Acclaimed Sculptor Lloyd Lillie Dies
CFA prof’s works include bronze sculptures of prominent figures in US history
Lloyd Lillie was an acclaimed sculptor whose works and commissions—bronze sculptures of John Adams, Abigail and John Quincy Adams, Thomas Jefferson, Booker T. Washington, and other prominent figures in US history—appear across the nation and around the world.
Lillie’s biggest commission was The First Wave, a 20-figure sculpture that represented the first women’s rights convention in 1848, for the visitor center at the Women’s Rights National Historical Park in Seneca Falls, N.Y. His public commissions also included two 20th-century Boston legends: the late Celtics coach Arnold “Red” Auerbach and Mayor James Michael Curley.
A College of Fine Arts professor emeritus of art, Lillie died February 23, 2020. He was 87.
He was a member of the BU faculty for 34 years, a professor of art for 21 of them. He remained in touch with many of his former students, several of whom worked with him on his commissions.
Rhode Island artist Victoria Guerina was one of those students. “Lloyd was one of those rare people, both a world-class artist with an impressive résumé and an extraordinary teacher,” says Guerina (CFA’90). Just after she earned an MFA at BU, she says, Lillie told her about The First Wave commission from the National Park Service and asked her to create the figures of Elizabeth Cady Stanton, Lucretia Mott, and the other women who had organized the convention.

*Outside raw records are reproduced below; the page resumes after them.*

//! Unsigned LEB128 varint encoding.
//!
//! Each byte carries 7 value bits, least significant group first. The high
//! bit is set on every byte except the last:
//!
//! ```text
//!   127 -> 7F
//!   128 -> 80 01
//!   300 -> AC 02
//! ```

use bytes::BufMut;

use crate::error::{ProtolistError, Result};

/// Maximum encoded length of a u64 varint.
pub const MAX_VARINT_LEN: usize = 10;

const CONTINUATION: u8 = 0x80;
const VALUE_MASK: u8 = 0x7F;

/// Append `value` to `buf` as a varint.
///
/// # Example
///
/// ```
/// use protolist::protocol::encode_varint;
///
/// let mut buf = Vec::new();
/// encode_varint(128, &mut buf);
/// assert_eq!(buf, [0x80, 0x01]);
/// ```
pub fn encode_varint(mut value: u64, buf: &mut impl BufMut) {
    while value >= u64::from(CONTINUATION) {
        buf.put_u8((value as u8 & VALUE_MASK) | CONTINUATION);
        value >>= 7;
    }
    buf.put_u8(value as u8);
}

/// Number of bytes `encode_varint` writes for `value`.
#[inline]
pub fn encoded_len_varint(value: u64) -> usize {
    // One byte per started 7-bit group; zero still needs one byte.
    let bits = 64 - (value | 1).leading_zeros() as usize;
    bits.div_ceil(7)
}

/// Decode a varint from the front of `buf`.
///
/// Returns:
/// - `Ok(Some((value, consumed)))` if a complete varint was read
/// - `Ok(None)` if `buf` ends before the terminal byte
/// - `Err(...)` if the varint is longer than 10 bytes or overflows u64
pub fn decode_varint(buf: &[u8]) -> Result<Option<(u64, usize)>> {
    let mut value: u64 = 0;

    for (i, &byte) in buf.iter().enumerate() {
        if i == MAX_VARINT_LEN {
            return Err(ProtolistError::Protocol(format!(
                "varint longer than {} bytes",
                MAX_VARINT_LEN
            )));
        }

        let group = u64::from(byte & VALUE_MASK);
        // The tenth byte may only contribute the single top bit.
        if i == MAX_VARINT_LEN - 1 && group > 1 {
            return Err(ProtolistError::Protocol("varint overflows u64".to_string()));
        }
        value |= group << (7 * i);

        if byte & CONTINUATION == 0 {
            return Ok(Some((value, i + 1)));
        }
    }

    if buf.len() >= MAX_VARINT_LEN {
        return Err(ProtolistError::Protocol(format!(
            "varint longer than {} bytes",
            MAX_VARINT_LEN
        )));
    }

    Ok(None)
}

#[cfg(test)]
mod tests {
    use super::*;

    fn encode(value: u64) -> Vec<u8> {
        let mut buf = Vec::new();
        encode_varint(value, &mut buf);
        buf
    }

    #[test]
    fn test_zero_is_single_byte() {
        assert_eq!(encode(0), [0x00]);
        assert_eq!(encoded_len_varint(0), 1);
    }

    #[test]
    fn test_seven_bit_boundary() {
        assert_eq!(encode(127), [0x7F]);
        assert_eq!(encode(128), [0x80, 0x01]);
        assert_eq!(encoded_len_varint(127), 1);
        assert_eq!(encoded_len_varint(128), 2);
    }

    #[test]
    fn test_known_encodings() {
        assert_eq!(encode(300), [0xAC, 0x02]);
        assert_eq!(encode(16_383), [0xFF, 0x7F]);
        assert_eq!(encode(16_384), [0x80, 0x80, 0x01]);
        assert_eq!(encode(u32::MAX as u64), [0xFF, 0xFF, 0xFF, 0xFF, 0x0F]);
    }

    #[test]
    fn test_u64_max_uses_ten_bytes() {
        let bytes = encode(u64::MAX);
        assert_eq!(bytes.len(), MAX_VARINT_LEN);
        assert_eq!(bytes[9], 0x01);
        assert_eq!(encoded_len_varint(u64::MAX), MAX_VARINT_LEN);
        assert_eq!(decode_varint(&bytes).unwrap(), Some((u64::MAX, 10)));
    }

    #[test]
    fn test_encoded_len_matches_encode() {
        for shift in 0..64 {
            let value = 1u64 << shift;
            for v in [value - 1, value, value + 1] {
                assert_eq!(encoded_len_varint(v), encode(v).len(), "value {}", v);
            }
        }
    }

    #[test]
    fn test_decode_reports_consumed_bytes() {
        let buf = [0xAC, 0x02, 0xFF, 0xFF];
        assert_eq!(decode_varint(&buf).unwrap(), Some((300, 2)));
    }

    #[test]
    fn test_decode_incomplete() {
        assert_eq!(decode_varint(&[]).unwrap(), None);
        assert_eq!(decode_varint(&[0x80]).unwrap(), None);
        assert_eq!(decode_varint(&[0xFF, 0xFF, 0xFF]).unwrap(), None);
    }

    #[test]
    fn test_decode_too_long() {
        let buf = [0x80u8; 11];
        let result = decode_varint(&buf);
        assert!(result.unwrap_err().to_string().contains("longer than"));
    }

    #[test]
    fn test_decode_overflow() {
        let mut buf = vec![0xFFu8; 9];
        buf.push(0x02);
        let result = decode_varint(&buf);
        assert!(result.unwrap_err().to_string().contains("overflows"));
    }
}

“This was a dream opportunity,” she says, “working on sculpture from morning to night and creating artwork that would highlight women’s history, at that time an obscure topic to me.”
Lloyd was one of those rare people, both a world-class artist with an impressive résumé and an extraordinary teacher.”
The First Wave, which was installed and dedicated in 1993, allows park visitors “to feel as though they were part of the 1848 gathering as they walk among the bronze figures,” says Guerina. “This was a hallmark of Lloyd’s work, from his Thomas Jefferson (1976) in St. Louis throughout his career: bringing sculptures down off the pedestals, so that viewers can relate to the figures he created on a human level.”
Lillie’s body of work also includes sculptures in Mexico and Istanbul. He described to the Boston Globe in 2014 the satisfaction he received from sculpting, “watching an image emerge, watching it come to life, starting with wet clay and discovering an image that has a kind of presence to it.”
Guerina, who continued working with Lillie on projects and commissions for more than 30 years, says his artwork was “expressive and beautifully articulated.”
“A year or so ago, he had made some sculptures for an exhibit in the retirement home where he and his wife, Barbara, were living,” she recalls. “I happened to be visiting and he took me down to the gallery. I remember how impressed I was with one of the pieces in particular, of a woman and an elderly man. A young child was running between them—from the woman, maybe the mother, to the old man, possibly the grandfather. It was a small piece and simply executed in terra cotta, but the sense of excitement of the little toddler and the joy of the old man was so clear and heartfelt. I wondered how he could create that beautiful feeling from just a little bit of clay. His ability to create feeling in his artwork, coupled with an unerring eye for form, composition, and proportion, make his work so extraordinary.”